- **Task description**
Below is a listing from which only part is wanted; return exactly the lines from the one with "Application state management" up to and including the one with "use contacthub::backend::server::AppState;".

***** The data

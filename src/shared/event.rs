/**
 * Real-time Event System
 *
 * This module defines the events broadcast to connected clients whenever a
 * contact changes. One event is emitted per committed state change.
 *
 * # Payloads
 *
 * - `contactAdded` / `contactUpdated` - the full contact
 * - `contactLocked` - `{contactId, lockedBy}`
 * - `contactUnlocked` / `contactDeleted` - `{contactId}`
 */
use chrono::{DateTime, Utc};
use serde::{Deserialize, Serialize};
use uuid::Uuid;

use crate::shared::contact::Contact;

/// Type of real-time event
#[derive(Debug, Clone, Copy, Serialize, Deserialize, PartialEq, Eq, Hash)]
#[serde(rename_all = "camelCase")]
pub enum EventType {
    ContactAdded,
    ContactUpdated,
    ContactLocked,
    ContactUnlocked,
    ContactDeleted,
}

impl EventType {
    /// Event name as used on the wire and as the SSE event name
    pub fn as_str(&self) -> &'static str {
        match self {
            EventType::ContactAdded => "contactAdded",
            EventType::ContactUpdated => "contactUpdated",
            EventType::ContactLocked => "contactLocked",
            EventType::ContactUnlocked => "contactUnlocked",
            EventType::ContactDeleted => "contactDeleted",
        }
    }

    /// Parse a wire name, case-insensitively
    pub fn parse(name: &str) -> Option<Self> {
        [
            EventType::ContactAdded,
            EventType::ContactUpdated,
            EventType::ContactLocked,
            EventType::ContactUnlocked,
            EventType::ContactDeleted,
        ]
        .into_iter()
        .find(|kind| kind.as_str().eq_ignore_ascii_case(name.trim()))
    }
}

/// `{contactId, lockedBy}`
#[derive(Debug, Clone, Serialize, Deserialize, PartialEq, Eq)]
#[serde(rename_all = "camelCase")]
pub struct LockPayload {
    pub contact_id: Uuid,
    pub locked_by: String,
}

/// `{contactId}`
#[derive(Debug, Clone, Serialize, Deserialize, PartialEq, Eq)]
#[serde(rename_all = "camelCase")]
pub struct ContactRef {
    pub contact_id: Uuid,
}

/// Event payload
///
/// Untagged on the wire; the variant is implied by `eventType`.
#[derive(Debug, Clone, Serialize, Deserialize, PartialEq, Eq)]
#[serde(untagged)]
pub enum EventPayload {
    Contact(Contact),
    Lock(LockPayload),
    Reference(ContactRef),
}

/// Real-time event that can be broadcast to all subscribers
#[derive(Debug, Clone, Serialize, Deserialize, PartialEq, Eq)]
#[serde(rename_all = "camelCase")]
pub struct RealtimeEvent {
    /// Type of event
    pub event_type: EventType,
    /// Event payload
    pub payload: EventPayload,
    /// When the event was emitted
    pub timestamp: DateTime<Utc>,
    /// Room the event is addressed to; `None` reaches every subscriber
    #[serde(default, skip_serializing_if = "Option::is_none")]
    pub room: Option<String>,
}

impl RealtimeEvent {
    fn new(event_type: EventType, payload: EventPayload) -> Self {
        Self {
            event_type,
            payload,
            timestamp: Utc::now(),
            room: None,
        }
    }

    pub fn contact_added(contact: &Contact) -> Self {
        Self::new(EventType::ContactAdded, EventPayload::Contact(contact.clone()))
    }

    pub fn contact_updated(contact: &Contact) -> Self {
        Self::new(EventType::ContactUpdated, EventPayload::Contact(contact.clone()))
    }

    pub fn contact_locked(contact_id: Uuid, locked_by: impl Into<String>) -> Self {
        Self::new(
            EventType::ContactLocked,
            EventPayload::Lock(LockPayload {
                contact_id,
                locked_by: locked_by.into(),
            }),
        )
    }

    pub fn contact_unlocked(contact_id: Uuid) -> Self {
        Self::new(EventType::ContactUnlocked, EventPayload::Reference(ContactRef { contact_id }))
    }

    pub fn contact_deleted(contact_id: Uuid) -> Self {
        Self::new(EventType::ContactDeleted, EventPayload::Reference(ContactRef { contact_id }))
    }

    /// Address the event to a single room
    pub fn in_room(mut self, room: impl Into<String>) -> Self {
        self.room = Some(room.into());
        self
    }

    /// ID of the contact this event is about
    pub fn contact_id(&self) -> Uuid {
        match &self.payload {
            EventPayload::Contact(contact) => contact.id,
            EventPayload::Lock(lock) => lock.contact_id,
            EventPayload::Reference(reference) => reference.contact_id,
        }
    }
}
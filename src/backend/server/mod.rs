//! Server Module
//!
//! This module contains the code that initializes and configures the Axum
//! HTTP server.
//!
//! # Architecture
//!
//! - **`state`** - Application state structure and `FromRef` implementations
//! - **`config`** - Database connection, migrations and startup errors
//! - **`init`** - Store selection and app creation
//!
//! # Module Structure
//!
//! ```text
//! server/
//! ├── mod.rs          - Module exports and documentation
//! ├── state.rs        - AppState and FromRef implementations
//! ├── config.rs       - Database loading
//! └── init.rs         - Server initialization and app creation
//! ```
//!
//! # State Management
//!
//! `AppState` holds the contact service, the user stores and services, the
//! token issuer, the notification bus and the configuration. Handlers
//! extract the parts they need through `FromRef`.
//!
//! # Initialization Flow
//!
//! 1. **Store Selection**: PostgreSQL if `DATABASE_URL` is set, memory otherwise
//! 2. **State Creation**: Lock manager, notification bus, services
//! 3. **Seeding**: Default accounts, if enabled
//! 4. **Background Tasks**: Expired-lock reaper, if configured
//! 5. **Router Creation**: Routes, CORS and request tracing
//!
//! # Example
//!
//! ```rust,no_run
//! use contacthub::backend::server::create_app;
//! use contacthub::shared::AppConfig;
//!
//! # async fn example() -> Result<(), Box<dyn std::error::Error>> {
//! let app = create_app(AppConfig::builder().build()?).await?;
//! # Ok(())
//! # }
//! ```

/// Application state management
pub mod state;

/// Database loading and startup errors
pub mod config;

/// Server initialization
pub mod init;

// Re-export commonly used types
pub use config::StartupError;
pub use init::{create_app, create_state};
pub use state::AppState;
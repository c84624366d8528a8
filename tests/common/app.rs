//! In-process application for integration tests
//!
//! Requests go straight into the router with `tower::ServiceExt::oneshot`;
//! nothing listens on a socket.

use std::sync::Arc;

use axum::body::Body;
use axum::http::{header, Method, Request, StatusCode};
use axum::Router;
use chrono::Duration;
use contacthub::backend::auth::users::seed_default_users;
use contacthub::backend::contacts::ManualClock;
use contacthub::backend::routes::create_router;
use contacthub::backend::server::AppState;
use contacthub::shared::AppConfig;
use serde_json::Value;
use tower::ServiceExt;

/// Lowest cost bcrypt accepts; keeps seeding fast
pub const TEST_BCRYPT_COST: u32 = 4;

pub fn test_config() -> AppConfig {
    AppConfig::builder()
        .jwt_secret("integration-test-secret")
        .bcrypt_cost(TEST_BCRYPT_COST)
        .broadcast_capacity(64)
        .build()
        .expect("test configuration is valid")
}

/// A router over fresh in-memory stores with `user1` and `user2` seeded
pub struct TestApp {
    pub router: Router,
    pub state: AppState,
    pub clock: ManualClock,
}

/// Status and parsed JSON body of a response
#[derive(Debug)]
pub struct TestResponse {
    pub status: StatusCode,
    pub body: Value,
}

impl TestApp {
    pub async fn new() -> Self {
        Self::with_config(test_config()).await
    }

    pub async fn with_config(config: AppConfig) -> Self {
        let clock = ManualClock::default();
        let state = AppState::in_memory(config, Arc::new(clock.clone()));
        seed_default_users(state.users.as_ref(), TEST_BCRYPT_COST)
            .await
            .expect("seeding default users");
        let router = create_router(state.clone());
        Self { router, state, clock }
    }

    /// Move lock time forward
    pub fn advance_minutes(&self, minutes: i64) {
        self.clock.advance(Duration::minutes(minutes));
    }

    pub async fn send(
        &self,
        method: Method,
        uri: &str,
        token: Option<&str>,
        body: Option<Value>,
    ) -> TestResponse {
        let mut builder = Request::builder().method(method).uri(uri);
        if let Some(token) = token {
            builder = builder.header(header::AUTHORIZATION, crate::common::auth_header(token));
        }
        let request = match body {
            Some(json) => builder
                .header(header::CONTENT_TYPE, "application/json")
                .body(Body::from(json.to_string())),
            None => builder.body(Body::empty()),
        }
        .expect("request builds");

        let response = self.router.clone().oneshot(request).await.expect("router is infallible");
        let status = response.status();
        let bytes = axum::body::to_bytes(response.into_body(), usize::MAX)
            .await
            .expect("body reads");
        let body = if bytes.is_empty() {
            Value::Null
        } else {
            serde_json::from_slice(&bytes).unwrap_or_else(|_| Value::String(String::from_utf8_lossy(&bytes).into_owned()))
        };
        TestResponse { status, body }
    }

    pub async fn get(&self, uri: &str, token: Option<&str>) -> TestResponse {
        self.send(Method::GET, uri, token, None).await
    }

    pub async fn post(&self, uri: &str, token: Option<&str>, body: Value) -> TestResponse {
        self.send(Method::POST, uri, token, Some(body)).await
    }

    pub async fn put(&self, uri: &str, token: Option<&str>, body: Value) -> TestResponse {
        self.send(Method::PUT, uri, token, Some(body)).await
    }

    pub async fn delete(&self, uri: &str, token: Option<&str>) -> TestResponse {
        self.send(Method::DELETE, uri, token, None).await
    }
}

**********

- **Result for this exercise**
/// Application state management
pub mod state;

/// Database loading and startup errors
pub mod config;

/// Server initialization
pub mod init;

// Re-export commonly used types
pub use config::StartupError;
pub use init::{create_app, create_state};
pub use state::AppState;
repository c84624366d8528a8
filename tests/common/app.rs
//! In-process application for integration tests
//!
//! Requests go straight into the router with `tower::ServiceExt::oneshot`;
//! nothing listens on a socket.

use std::sync::Arc;

use axum::body::Body;
use axum::http::{header, Method, Request, StatusCode};
use axum::Router;
use chrono::Duration;
use contacthub::backend::auth::users::seed_default_users;
use contacthub::backend::contacts::ManualClock;
use contacthub::backend::routes::create_router;
use contacthub::backend::server::AppState;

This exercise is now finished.